----- Material shown

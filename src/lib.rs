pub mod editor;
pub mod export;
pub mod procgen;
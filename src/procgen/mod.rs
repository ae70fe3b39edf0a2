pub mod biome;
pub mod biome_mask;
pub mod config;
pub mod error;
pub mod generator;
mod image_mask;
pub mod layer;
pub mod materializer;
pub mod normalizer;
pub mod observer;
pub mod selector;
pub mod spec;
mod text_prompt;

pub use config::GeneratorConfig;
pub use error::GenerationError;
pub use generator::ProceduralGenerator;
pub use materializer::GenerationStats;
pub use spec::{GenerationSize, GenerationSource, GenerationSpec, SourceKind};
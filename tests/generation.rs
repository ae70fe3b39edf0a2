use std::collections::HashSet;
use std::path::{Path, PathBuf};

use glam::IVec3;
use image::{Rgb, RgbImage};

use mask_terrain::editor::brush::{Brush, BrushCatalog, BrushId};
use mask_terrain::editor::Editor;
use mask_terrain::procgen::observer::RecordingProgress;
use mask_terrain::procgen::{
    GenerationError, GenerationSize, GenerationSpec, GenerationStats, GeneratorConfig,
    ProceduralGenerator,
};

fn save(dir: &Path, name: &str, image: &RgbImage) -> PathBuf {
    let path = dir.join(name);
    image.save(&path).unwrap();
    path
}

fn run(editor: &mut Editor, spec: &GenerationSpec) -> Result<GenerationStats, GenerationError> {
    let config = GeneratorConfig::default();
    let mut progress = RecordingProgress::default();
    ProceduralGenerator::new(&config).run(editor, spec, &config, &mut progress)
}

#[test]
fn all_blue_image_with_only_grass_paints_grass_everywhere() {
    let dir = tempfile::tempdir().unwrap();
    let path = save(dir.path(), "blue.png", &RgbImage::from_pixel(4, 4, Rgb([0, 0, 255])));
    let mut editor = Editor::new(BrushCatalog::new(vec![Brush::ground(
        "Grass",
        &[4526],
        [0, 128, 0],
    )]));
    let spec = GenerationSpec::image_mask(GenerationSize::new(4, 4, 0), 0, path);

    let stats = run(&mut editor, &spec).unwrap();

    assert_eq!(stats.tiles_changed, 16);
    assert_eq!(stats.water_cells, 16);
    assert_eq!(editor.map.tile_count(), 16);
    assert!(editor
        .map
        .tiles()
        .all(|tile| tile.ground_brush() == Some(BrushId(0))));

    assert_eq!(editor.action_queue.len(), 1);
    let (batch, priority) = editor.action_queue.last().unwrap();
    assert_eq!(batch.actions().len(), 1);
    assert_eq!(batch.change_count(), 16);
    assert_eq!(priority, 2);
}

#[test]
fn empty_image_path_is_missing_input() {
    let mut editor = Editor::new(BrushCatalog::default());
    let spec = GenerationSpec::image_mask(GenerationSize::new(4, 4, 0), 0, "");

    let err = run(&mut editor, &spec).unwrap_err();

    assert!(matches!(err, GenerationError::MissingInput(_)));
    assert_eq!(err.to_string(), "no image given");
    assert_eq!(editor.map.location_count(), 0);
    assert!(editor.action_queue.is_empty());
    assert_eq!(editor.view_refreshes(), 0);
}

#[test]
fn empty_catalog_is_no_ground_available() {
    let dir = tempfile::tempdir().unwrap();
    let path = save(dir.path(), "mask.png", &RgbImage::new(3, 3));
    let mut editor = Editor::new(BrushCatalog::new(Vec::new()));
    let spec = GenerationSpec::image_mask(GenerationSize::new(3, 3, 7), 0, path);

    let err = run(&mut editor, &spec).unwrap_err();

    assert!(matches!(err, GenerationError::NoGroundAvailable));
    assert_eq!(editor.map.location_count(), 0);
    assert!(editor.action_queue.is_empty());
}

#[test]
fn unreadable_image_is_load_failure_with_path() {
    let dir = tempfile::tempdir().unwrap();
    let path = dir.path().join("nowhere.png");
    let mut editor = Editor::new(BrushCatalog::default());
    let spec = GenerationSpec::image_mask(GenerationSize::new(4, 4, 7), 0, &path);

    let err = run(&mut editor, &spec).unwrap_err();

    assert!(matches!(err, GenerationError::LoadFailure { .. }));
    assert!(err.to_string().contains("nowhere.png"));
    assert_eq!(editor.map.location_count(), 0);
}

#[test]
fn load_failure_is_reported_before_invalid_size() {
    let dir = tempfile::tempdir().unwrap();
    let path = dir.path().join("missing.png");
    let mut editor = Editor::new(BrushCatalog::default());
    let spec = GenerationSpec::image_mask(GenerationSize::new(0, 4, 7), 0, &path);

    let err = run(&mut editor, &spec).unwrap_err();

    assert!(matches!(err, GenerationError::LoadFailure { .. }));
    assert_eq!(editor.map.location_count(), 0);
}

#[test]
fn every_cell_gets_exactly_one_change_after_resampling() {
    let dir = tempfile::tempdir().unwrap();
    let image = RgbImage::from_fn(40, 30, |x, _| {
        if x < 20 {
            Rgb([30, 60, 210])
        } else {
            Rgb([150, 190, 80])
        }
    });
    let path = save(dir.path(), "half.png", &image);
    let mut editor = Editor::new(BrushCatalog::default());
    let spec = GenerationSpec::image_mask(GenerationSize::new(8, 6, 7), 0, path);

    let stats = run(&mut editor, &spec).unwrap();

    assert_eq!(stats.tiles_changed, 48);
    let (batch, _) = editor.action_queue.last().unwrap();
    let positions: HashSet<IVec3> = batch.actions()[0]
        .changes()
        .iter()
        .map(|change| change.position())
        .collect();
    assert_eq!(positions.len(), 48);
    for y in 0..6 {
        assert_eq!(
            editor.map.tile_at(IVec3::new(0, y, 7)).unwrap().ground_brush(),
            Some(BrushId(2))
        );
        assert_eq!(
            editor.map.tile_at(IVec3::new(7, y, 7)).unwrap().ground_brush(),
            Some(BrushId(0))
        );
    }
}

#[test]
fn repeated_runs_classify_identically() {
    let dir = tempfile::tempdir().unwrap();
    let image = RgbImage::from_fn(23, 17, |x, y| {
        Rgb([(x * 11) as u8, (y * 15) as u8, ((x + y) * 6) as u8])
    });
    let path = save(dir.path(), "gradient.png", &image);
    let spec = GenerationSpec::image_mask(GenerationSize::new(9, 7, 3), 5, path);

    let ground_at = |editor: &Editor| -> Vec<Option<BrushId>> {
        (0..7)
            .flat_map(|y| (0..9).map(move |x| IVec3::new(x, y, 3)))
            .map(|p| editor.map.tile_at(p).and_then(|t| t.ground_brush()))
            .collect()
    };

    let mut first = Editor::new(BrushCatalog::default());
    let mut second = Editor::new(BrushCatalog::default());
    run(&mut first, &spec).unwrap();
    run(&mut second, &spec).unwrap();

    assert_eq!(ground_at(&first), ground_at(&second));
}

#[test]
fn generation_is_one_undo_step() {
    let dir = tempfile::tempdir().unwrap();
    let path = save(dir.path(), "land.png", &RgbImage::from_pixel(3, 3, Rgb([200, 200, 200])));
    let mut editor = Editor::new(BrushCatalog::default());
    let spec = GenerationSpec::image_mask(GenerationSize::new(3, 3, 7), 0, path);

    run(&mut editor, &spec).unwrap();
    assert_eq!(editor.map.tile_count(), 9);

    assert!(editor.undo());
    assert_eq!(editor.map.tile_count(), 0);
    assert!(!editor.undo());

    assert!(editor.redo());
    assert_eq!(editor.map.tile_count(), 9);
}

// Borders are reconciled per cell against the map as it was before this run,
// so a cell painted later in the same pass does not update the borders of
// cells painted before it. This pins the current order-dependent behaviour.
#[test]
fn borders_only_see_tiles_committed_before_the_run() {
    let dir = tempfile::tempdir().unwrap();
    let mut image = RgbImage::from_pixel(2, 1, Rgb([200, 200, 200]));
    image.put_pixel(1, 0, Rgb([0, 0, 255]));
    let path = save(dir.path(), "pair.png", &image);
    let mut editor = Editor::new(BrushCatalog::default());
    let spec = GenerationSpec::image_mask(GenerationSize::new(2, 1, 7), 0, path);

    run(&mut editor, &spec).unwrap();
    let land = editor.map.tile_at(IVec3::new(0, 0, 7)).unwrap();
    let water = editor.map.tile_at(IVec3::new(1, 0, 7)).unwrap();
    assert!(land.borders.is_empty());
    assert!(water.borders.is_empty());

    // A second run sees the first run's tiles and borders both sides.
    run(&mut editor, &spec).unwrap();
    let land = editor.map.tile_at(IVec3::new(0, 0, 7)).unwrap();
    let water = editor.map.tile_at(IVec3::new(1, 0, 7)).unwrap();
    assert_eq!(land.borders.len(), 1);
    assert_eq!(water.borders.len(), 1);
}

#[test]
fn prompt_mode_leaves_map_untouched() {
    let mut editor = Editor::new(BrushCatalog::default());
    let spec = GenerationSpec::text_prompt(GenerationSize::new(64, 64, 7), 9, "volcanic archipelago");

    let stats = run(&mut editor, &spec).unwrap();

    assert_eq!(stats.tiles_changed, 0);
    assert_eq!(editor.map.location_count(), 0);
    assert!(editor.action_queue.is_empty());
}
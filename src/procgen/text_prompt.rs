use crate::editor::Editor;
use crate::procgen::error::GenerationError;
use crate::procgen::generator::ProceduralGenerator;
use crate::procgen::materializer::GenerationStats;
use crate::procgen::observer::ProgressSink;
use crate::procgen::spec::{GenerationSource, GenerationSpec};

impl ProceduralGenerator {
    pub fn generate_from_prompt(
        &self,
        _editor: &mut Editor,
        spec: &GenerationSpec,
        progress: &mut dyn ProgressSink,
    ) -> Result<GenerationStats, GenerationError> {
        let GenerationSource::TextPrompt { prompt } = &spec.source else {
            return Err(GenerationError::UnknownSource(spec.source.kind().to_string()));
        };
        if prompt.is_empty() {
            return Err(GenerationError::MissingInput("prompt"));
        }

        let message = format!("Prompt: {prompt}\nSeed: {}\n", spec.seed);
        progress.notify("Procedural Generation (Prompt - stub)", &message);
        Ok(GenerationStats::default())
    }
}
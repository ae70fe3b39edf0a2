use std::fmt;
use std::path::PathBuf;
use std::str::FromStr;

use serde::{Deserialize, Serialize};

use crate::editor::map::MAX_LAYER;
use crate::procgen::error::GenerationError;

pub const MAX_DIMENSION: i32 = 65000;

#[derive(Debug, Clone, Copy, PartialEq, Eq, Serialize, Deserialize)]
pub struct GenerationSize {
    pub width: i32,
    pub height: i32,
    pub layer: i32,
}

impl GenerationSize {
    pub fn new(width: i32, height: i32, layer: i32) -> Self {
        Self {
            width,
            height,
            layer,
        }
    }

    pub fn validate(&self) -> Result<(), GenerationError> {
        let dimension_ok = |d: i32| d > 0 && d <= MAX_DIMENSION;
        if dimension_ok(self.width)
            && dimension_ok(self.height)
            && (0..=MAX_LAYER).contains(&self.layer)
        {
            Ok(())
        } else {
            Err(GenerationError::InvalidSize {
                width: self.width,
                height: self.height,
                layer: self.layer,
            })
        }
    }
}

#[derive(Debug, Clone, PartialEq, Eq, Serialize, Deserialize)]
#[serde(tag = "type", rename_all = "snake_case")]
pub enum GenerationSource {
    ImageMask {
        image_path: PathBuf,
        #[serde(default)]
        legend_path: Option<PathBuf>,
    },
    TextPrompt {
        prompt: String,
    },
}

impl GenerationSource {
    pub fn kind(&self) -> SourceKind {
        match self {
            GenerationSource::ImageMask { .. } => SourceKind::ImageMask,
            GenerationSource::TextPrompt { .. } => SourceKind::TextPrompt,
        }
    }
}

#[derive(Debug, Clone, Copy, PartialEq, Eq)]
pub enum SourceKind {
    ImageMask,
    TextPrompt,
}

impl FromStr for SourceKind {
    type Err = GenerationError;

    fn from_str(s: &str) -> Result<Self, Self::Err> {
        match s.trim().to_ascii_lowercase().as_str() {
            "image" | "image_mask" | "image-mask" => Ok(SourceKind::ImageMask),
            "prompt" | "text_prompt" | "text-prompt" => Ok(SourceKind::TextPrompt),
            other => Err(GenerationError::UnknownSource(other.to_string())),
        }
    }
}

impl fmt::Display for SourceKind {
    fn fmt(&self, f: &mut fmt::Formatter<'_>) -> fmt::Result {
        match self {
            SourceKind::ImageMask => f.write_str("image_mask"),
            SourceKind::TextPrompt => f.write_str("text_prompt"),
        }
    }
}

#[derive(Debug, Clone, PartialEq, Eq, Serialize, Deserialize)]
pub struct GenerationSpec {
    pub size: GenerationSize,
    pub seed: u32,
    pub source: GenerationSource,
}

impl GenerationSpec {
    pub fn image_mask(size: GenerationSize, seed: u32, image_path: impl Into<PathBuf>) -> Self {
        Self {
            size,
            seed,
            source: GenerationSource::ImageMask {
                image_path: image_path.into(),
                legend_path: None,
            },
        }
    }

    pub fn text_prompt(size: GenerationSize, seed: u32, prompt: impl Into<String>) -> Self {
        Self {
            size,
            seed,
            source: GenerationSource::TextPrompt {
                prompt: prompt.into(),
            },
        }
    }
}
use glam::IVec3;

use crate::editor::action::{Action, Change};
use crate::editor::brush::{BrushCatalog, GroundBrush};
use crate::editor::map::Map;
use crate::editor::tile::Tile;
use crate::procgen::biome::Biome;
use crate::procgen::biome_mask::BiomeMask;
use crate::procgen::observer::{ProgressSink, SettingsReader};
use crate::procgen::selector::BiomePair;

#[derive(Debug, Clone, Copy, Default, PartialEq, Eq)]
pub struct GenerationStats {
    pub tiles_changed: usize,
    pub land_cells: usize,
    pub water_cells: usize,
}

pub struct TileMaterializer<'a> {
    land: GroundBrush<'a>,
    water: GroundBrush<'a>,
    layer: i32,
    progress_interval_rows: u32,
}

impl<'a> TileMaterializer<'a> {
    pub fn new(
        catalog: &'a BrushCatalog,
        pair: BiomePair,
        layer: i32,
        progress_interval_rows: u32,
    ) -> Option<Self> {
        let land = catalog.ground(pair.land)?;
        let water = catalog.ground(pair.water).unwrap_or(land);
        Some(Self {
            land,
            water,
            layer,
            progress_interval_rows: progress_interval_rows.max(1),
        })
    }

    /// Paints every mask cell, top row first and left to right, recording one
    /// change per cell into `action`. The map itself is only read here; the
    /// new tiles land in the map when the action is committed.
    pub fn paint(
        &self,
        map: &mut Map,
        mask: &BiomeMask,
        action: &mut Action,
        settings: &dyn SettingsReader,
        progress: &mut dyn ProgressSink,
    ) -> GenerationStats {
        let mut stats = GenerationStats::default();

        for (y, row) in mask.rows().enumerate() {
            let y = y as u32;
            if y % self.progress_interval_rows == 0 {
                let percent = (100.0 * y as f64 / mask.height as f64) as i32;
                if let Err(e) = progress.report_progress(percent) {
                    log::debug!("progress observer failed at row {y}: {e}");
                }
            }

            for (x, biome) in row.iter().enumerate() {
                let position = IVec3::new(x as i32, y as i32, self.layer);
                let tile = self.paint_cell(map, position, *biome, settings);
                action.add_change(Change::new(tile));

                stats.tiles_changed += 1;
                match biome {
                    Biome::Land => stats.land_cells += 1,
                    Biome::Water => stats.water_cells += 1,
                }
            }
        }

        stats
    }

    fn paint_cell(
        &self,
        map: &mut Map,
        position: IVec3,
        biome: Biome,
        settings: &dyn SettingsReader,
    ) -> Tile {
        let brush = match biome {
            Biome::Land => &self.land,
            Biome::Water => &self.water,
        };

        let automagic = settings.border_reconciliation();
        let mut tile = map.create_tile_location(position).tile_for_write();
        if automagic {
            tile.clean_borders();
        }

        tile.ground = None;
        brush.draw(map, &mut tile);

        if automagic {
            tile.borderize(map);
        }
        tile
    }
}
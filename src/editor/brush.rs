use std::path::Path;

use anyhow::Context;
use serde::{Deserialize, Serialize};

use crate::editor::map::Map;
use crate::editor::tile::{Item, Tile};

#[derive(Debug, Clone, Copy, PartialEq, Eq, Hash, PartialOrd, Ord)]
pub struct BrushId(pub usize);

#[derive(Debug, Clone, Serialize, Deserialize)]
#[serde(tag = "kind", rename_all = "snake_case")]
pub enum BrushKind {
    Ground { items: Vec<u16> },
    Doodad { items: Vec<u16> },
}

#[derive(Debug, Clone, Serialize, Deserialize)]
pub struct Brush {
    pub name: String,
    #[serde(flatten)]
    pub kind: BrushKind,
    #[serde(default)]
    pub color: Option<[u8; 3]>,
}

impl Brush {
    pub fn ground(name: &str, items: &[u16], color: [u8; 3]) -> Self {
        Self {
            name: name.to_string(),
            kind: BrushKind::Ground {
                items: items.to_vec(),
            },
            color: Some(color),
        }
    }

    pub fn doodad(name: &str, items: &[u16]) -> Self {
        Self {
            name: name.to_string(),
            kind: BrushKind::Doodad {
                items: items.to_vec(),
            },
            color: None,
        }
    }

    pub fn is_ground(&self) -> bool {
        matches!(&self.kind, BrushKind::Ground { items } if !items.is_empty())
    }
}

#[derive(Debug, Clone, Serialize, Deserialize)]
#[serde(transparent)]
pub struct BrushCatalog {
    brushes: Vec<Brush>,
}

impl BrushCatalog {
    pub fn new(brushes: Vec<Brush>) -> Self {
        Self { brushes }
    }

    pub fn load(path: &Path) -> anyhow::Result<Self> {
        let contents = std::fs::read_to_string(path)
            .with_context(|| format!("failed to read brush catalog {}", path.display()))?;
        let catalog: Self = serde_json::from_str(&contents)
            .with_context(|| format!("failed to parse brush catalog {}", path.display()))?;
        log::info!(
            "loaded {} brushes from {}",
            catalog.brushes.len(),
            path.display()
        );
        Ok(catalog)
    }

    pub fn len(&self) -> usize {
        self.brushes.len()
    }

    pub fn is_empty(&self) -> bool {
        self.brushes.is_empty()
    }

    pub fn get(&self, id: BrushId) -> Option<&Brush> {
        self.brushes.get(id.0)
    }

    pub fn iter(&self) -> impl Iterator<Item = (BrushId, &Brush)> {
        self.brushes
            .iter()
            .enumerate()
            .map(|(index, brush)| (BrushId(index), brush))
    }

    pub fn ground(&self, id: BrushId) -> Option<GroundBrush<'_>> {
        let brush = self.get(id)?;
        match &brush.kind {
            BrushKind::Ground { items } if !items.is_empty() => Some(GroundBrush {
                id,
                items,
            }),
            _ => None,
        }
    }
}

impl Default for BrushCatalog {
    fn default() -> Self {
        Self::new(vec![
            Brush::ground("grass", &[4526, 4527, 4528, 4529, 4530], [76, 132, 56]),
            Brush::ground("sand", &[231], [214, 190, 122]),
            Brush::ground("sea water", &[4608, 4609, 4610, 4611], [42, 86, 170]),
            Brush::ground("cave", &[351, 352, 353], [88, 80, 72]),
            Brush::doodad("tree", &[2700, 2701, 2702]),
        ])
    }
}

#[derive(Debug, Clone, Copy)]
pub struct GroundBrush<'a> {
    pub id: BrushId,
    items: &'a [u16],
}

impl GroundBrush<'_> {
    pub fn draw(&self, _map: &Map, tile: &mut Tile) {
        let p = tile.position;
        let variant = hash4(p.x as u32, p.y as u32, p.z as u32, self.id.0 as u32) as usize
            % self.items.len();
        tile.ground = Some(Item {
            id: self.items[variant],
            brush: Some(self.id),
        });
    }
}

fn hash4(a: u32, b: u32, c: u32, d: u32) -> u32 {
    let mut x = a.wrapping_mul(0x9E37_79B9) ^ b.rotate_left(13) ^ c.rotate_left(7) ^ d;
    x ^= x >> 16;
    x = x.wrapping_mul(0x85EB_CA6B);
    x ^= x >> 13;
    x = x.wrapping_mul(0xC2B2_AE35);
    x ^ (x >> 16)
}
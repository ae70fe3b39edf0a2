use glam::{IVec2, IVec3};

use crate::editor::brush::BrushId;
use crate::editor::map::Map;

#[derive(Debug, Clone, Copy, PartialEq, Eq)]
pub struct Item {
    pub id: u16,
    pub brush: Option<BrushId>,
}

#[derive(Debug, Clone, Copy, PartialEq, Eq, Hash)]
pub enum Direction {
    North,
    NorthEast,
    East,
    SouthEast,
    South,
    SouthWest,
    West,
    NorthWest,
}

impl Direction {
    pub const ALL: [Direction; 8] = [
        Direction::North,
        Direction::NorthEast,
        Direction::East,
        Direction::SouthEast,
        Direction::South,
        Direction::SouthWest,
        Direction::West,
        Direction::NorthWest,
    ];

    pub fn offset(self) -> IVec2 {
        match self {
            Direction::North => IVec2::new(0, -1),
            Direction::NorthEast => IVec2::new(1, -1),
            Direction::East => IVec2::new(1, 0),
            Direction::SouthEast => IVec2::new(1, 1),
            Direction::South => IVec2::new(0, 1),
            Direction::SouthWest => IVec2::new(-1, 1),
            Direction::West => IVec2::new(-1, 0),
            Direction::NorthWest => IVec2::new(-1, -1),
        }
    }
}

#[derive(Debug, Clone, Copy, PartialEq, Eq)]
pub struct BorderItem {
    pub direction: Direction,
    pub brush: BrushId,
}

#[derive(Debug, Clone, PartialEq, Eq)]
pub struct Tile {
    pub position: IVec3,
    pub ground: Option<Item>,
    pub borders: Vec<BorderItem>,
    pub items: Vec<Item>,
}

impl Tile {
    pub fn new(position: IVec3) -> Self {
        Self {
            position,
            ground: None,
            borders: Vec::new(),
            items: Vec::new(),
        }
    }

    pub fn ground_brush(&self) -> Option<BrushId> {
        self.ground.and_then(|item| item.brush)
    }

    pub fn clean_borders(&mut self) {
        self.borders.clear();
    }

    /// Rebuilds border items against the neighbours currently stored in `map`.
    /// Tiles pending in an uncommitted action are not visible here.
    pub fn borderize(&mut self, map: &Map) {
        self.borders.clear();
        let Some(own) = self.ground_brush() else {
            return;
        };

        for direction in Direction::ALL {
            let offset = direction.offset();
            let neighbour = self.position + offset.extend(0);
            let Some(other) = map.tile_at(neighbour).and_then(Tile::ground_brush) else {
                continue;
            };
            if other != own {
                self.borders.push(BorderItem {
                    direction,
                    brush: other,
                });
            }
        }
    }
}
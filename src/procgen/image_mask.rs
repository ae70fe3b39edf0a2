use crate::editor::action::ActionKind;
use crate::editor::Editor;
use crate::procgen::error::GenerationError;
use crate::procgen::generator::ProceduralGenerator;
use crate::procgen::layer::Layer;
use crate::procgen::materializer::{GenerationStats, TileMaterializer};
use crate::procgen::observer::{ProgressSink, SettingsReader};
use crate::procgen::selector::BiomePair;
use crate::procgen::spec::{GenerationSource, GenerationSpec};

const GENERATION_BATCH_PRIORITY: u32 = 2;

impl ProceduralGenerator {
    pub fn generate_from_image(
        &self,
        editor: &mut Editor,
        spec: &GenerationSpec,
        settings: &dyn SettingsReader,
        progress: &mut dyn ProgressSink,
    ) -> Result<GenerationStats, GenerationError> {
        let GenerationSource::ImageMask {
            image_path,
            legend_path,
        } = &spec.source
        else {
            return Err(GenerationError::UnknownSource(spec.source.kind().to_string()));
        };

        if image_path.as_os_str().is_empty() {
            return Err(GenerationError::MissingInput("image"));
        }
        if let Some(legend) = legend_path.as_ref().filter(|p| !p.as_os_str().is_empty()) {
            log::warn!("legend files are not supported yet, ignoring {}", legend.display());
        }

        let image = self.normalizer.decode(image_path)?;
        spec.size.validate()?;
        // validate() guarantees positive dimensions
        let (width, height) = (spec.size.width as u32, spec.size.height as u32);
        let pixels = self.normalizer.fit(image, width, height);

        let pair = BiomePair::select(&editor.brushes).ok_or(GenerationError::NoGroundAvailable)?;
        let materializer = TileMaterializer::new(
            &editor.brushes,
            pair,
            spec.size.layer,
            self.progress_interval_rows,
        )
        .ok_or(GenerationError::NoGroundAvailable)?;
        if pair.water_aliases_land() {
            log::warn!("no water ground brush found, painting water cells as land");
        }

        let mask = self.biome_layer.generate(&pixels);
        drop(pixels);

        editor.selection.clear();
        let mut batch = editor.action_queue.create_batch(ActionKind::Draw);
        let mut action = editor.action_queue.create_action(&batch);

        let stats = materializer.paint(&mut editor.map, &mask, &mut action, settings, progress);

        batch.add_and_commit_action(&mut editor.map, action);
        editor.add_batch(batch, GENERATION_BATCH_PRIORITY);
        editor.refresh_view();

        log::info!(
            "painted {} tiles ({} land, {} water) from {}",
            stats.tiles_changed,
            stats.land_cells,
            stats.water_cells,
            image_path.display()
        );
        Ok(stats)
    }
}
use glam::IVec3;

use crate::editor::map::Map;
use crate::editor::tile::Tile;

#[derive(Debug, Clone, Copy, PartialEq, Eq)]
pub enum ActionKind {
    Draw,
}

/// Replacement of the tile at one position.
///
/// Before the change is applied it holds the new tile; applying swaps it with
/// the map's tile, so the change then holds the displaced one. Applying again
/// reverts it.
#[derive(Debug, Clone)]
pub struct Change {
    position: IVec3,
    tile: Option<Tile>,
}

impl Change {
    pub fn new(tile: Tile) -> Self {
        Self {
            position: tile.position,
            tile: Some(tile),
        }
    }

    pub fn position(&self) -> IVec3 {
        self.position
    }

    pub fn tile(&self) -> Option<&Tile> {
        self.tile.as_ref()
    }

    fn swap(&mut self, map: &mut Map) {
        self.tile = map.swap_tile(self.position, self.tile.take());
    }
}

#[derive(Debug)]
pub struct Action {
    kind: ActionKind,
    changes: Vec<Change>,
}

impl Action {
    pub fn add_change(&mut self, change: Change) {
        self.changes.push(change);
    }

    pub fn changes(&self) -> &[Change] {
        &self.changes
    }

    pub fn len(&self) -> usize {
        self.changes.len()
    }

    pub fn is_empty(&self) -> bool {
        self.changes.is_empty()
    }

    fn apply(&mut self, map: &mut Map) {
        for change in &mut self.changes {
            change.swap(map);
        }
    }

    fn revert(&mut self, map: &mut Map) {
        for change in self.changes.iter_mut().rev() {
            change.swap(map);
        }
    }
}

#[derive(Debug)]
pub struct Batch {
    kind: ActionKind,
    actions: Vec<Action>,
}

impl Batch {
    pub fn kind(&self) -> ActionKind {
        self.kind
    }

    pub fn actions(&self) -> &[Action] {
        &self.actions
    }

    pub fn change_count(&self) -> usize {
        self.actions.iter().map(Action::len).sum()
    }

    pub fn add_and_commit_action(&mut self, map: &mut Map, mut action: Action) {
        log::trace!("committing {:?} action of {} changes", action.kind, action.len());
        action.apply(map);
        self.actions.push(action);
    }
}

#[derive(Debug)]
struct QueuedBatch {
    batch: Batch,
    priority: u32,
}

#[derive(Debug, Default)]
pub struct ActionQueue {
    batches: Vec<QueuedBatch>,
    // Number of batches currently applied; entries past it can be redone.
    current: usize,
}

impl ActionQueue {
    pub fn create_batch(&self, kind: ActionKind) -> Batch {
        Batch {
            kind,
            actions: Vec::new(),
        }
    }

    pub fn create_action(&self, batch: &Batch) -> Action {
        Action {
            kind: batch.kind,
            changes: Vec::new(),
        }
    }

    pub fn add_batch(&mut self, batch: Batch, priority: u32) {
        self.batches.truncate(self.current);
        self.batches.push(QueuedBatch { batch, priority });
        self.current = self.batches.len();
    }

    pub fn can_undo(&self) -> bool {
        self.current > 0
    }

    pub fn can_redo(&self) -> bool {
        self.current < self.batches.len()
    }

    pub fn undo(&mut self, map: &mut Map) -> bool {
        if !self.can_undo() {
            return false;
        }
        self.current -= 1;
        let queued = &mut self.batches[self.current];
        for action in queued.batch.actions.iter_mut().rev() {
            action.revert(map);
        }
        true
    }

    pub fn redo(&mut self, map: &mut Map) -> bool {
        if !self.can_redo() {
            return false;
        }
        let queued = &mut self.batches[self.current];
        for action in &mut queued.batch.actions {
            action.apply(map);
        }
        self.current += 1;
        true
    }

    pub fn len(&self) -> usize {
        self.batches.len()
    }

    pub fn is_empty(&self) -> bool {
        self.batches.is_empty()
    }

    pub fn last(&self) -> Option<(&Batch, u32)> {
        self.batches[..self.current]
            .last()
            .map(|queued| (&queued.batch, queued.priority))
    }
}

----------

- What you have to do
Please return every line of the records above that contains the word "ActionQueue".

- Exercise solution
pub struct ActionQueue {
impl ActionQueue {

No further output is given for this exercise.